The timing of this study is based on the seniors housing being at the very beginning cusp of this need with the baby boomer population, born between 1946 and1964. “As the oldest baby boomer is now 73, the surge of the demand is just around the corner, with real growth taking off in 2029. We are trying to get a window into the future because otherwise the public systems such as Medicare and Medicaid will be overburdened by this population,” Mace notes.

To date, this will be one of the first studies that will look at combined housing and healthcare needs of middle-income seniors. Other research may have focused on middle-income seniors’ housing or healthcare needs alone, “but we’re combining both needs in the study,” said Mace.
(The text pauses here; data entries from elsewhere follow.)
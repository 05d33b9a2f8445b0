use std::sync::Arc;

use super::error::GuardError;
use crate::config::RouteConfig;

/// Validated route settings shared by every guarded request.
///
/// Cheap to clone.
#[derive(Debug, Clone)]
pub struct GuardConfig {
    pub(super) routes: Arc<RouteConfig>,
}

impl GuardConfig {
    /// # Errors
    ///
    /// Returns [`GuardError::Config`] if no locale is configured, the default
    /// locale is not one of them, or a path does not start with `/`.
    pub fn new(routes: RouteConfig) -> Result<Self, GuardError> {
        if routes.locales().is_empty() {
            return Err(GuardError::Config("at least one locale is required".into()));
        }
        if !routes.locales().iter().any(|l| l == routes.default_locale()) {
            return Err(GuardError::Config(format!(
                "default locale {:?} is not in {:?}",
                routes.default_locale(),
                routes.locales()
            )));
        }
        let paths = std::iter::once(routes.login_path())
            .chain(std::iter::once(routes.landing_path()))
            .chain(routes.protected_segments().iter().map(String::as_str));
        for path in paths {
            if !path.starts_with('/') {
                return Err(GuardError::Config(format!("{path:?} must start with '/'")));
            }
        }
        if routes.refresh_cookie_name().is_empty() {
            return Err(GuardError::Config("refresh cookie name is empty".into()));
        }

        Ok(Self {
            routes: Arc::new(routes),
        })
    }

    #[must_use]
    pub fn routes(&self) -> &RouteConfig {
        &self.routes
    }
}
The physical structure and design of seniors housing properties may change to offer opportunities for this sector. The study will look at demographic statistics of how many people will require the kind of housing designed to assist with health needs such as special mobility, and those with cognitive impairments who will need more memory care units.

The data will be based on a study called the HRS, the Health and Retirement Study, a long-term report sponsored by the National Institute on Aging and the Social Security Administration and conducted by the University of Michigan. The data on aging Americans used in the report has been collected since 1990.

Today, finding basic data on the number of seniors housing facilities that cater to the middle-market demographic, as well as tracking investment sales transactions involving those types of assets, remains difficult, according to Barbara Byrne Denham, senior economist with research firm Reis Inc. “Many seniors housing facilities may not disclose whether they market to middle- income people,” she notes. “Newer facilities may be even less transparent about marketing.”

While there’s plenty of capital currently available for the development of seniors housing facilities, including loans sponsored by Fannie Mae and Freddie Mac, those facilities may not necessarily be affordable, according to Ely Razin, CEO of financial data provider CrediFi.

“The supply is there, meaning the availability of housing may be sufficient, but affordability is a different question,” he notes.

However, there are several government programs that currently provide loans to private companies to build or redevelop properties that would qualify as affordable seniors housing, Razin adds. On example is the Low-Income Housing Tax Credit (LIHTC) program, which grants developers tax credits for building seniors housing facilities. The Federal Housing Administration (FHA) and related groups are other public entities that pump money into the development and financing of affordable seniors housing facilities.